▸ **PROVIDED RECORDS**
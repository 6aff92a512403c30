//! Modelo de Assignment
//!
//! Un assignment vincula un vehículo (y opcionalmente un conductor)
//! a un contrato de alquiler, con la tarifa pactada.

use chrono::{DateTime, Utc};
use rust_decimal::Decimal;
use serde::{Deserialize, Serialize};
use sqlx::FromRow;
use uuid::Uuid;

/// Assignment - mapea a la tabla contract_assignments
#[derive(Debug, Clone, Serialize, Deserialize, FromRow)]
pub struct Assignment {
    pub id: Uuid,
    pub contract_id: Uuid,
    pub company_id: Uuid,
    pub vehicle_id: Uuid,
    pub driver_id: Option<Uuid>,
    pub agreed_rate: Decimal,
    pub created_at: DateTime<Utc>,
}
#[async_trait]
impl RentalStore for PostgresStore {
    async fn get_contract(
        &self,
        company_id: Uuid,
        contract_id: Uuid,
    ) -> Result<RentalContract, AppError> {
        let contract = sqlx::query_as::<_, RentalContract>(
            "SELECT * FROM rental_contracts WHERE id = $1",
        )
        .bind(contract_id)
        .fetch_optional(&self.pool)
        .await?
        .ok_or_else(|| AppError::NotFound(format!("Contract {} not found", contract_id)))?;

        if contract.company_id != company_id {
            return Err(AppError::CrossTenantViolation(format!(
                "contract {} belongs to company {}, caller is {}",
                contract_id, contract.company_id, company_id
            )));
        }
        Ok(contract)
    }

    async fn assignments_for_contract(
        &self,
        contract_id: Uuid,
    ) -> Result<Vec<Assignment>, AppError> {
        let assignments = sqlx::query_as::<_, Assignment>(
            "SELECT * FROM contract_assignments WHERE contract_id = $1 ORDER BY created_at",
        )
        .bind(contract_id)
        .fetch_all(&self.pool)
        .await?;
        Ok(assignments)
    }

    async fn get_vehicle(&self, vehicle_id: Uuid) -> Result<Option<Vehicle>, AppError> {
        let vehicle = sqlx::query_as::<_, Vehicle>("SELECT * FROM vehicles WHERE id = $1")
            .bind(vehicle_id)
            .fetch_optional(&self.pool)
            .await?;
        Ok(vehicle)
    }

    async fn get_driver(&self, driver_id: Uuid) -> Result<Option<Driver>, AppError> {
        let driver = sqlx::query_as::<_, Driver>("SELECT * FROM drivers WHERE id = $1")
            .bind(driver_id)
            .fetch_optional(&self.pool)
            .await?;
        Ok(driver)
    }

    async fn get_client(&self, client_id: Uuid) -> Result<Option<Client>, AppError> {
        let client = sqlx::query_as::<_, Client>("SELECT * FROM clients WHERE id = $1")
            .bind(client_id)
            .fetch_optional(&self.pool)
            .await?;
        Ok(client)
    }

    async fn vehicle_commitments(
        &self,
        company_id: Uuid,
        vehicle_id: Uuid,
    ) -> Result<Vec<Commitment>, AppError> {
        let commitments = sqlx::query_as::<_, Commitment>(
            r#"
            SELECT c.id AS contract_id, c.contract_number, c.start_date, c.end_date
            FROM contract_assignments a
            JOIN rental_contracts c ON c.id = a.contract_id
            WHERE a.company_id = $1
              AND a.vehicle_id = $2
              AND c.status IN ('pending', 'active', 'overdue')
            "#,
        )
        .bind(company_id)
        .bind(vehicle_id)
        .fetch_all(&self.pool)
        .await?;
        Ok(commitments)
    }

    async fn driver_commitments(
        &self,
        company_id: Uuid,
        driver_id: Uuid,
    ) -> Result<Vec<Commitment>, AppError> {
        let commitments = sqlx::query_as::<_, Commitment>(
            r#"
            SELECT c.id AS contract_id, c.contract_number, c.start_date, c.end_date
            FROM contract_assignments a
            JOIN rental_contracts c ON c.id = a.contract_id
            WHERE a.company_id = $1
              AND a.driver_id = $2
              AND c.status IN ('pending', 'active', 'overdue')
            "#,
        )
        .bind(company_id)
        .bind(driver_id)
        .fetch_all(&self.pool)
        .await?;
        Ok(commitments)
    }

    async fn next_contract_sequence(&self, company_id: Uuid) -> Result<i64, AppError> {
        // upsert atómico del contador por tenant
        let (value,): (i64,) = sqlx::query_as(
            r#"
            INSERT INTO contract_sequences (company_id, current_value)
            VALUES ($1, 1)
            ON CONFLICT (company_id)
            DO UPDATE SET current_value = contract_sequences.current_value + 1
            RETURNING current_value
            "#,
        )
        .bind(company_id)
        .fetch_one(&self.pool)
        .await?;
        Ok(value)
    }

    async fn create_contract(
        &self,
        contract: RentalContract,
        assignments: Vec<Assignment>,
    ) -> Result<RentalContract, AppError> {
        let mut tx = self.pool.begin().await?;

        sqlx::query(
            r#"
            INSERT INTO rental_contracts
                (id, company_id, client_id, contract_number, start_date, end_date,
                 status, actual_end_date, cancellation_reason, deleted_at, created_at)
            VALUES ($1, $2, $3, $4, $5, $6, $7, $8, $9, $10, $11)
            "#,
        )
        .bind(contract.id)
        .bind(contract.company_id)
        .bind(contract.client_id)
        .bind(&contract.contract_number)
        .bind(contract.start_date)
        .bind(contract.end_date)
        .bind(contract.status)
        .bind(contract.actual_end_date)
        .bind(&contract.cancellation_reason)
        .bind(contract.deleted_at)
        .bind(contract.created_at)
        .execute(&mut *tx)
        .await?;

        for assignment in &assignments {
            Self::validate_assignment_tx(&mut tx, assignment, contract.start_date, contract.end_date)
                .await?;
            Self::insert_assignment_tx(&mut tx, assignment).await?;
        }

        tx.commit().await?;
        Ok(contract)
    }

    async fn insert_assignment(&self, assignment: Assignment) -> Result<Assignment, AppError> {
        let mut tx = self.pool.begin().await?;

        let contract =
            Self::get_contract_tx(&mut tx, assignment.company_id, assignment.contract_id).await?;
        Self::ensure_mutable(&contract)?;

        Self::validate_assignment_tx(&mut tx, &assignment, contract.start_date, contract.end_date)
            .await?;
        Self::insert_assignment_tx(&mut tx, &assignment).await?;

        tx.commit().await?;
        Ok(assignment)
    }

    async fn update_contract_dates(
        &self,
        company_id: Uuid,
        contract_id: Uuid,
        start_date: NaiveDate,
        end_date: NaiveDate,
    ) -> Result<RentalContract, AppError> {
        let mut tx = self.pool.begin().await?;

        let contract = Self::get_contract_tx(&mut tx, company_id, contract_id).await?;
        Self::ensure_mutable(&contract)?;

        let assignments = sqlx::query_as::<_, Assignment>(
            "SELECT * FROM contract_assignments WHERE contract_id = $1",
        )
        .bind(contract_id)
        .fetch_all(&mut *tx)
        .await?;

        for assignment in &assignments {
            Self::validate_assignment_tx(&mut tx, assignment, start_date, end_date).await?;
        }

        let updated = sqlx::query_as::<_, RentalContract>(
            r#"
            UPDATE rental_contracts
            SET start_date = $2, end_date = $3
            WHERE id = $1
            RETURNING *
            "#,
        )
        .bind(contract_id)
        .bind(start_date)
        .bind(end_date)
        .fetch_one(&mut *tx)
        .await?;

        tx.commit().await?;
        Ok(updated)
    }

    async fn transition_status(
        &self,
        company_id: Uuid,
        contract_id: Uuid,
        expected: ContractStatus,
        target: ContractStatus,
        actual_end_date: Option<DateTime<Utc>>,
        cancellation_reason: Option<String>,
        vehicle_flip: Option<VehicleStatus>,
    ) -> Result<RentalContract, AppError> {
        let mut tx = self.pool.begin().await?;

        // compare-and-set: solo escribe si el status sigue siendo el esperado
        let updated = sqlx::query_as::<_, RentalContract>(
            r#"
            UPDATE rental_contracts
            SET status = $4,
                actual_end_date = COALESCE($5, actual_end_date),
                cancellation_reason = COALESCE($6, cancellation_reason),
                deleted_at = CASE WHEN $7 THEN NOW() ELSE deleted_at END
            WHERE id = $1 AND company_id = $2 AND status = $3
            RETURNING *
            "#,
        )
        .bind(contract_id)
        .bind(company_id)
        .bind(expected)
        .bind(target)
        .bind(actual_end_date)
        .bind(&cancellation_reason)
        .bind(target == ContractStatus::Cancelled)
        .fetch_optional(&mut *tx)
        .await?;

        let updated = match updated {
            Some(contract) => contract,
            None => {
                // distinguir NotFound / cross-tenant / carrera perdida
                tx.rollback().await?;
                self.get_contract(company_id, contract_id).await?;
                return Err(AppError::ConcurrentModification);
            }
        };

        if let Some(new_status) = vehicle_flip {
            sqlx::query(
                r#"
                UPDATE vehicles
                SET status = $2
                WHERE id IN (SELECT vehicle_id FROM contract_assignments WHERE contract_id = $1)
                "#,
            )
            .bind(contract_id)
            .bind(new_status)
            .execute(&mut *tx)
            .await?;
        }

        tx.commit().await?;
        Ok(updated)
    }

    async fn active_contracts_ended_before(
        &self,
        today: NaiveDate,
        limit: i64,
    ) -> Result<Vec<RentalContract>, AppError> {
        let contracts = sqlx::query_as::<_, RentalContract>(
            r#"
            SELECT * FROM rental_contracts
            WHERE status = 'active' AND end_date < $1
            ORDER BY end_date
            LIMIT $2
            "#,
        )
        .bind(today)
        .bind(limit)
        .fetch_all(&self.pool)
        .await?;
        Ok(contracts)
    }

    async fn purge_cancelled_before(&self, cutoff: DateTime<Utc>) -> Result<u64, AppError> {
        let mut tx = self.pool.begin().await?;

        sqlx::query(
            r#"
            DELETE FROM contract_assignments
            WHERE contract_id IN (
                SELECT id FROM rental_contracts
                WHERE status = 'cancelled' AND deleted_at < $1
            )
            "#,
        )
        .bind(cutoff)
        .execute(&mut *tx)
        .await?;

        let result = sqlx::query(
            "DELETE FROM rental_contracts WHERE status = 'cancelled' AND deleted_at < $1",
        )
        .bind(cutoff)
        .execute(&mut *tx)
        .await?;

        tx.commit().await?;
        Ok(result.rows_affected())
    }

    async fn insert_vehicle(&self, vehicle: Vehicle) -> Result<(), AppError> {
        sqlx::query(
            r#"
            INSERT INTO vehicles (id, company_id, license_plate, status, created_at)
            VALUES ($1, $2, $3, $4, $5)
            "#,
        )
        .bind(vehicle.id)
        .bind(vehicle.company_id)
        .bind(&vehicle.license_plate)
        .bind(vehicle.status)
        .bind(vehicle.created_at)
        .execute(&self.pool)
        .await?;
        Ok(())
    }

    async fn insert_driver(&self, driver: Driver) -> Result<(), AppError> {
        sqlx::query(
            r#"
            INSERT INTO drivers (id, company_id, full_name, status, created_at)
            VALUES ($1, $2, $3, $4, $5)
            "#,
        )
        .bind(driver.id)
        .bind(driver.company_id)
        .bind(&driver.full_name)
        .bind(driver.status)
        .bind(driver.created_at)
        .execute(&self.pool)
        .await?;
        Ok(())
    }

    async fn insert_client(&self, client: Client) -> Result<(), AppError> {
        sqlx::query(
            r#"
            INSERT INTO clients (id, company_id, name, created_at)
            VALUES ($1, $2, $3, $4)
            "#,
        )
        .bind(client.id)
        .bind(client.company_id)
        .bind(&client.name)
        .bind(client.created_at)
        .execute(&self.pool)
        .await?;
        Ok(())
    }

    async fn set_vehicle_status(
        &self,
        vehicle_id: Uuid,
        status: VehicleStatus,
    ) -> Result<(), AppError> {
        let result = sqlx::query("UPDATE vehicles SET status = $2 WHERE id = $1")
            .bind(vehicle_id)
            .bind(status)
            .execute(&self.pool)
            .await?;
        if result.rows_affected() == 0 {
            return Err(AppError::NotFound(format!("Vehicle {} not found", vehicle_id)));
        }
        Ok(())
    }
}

▸ **EXERCISE OBJECTIVE**
Set the entries down again exactly, beginning with their first line and ending with the line that contains "belongs to company"; omit all other lines.

▸ **YOUR RESPONSE**
repository 6aff92a512403c30
//! Modelo de Assignment
//!
//! Un assignment vincula un vehículo (y opcionalmente un conductor)
//! a un contrato de alquiler, con la tarifa pactada.

use chrono::{DateTime, Utc};
use rust_decimal::Decimal;
use serde::{Deserialize, Serialize};
use sqlx::FromRow;
use uuid::Uuid;

/// Assignment - mapea a la tabla contract_assignments
#[derive(Debug, Clone, Serialize, Deserialize, FromRow)]
pub struct Assignment {
    pub id: Uuid,
    pub contract_id: Uuid,
    pub company_id: Uuid,
    pub vehicle_id: Uuid,
    pub driver_id: Option<Uuid>,
    pub agreed_rate: Decimal,
    pub created_at: DateTime<Utc>,
}
#[async_trait]
impl RentalStore for PostgresStore {
    async fn get_contract(
        &self,
        company_id: Uuid,
        contract_id: Uuid,
    ) -> Result<RentalContract, AppError> {
        let contract = sqlx::query_as::<_, RentalContract>(
            "SELECT * FROM rental_contracts WHERE id = $1",
        )
        .bind(contract_id)
        .fetch_optional(&self.pool)
        .await?
        .ok_or_else(|| AppError::NotFound(format!("Contract {} not found", contract_id)))?;

        if contract.company_id != company_id {
            return Err(AppError::CrossTenantViolation(format!(
                "contract {} belongs to company {}, caller is {}",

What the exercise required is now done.